━━━━━ Exercise data ━━━━━

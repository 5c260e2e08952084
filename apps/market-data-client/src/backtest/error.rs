//! Backtest errors.

/// Errors raised while assembling backtest data.
#[derive(Debug, Clone, PartialEq, Eq, thiserror::Error)]
pub enum BacktestError {
    /// A data table references a symbol with no instrument definition.
    #[error("No instrument for {symbol} referenced by {table} data")]
    MissingInstrument {
        /// Canonical symbol of the table.
        symbol: String,
        /// Table kind.
        table: &'static str,
    },

    /// Bid and ask bars do not pair up by timestamp.
    #[error("Bid and ask {structure} bars for {symbol} are misaligned at row {row}")]
    MisalignedBars {
        /// Canonical symbol of the bars.
        symbol: String,
        /// Bar structure of the tables.
        structure: &'static str,
        /// First row that does not pair up.
        row: usize,
    },

    /// A data table was registered without rows.
    #[error("{table} table for {symbol} is empty")]
    EmptyTable {
        /// Canonical symbol of the table.
        symbol: String,
        /// Table kind.
        table: String,
    },

    /// A repeating timer was given a non-positive interval.
    #[error("Timer {0} needs a positive interval")]
    InvalidTimer(String),
}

━━━━━

▶ What is required: Output the listing in full. Leave every line unchanged.

▶ Solution for this problem:
repository 5c260e2e08952084
filename apps/market-data-client/src/backtest/error.rs
//! Backtest errors.

/// Errors raised while assembling backtest data.
#[derive(Debug, Clone, PartialEq, Eq, thiserror::Error)]
pub enum BacktestError {
    /// A data table references a symbol with no instrument definition.
    #[error("No instrument for {symbol} referenced by {table} data")]
    MissingInstrument {
        /// Canonical symbol of the table.
        symbol: String,
        /// Table kind.
        table: &'static str,
    },

    /// Bid and ask bars do not pair up by timestamp.
    #[error("Bid and ask {structure} bars for {symbol} are misaligned at row {row}")]
    MisalignedBars {
        /// Canonical symbol of the bars.
        symbol: String,
        /// Bar structure of the tables.
        structure: &'static str,
        /// First row that does not pair up.
        row: usize,
    },

    /// A data table was registered without rows.
    #[error("{table} table for {symbol} is empty")]
    EmptyTable {
        /// Canonical symbol of the table.
        symbol: String,
        /// Table kind.
        table: String,
    },

    /// A repeating timer was given a non-positive interval.
    #[error("Timer {0} needs a positive interval")]
    InvalidTimer(String),
}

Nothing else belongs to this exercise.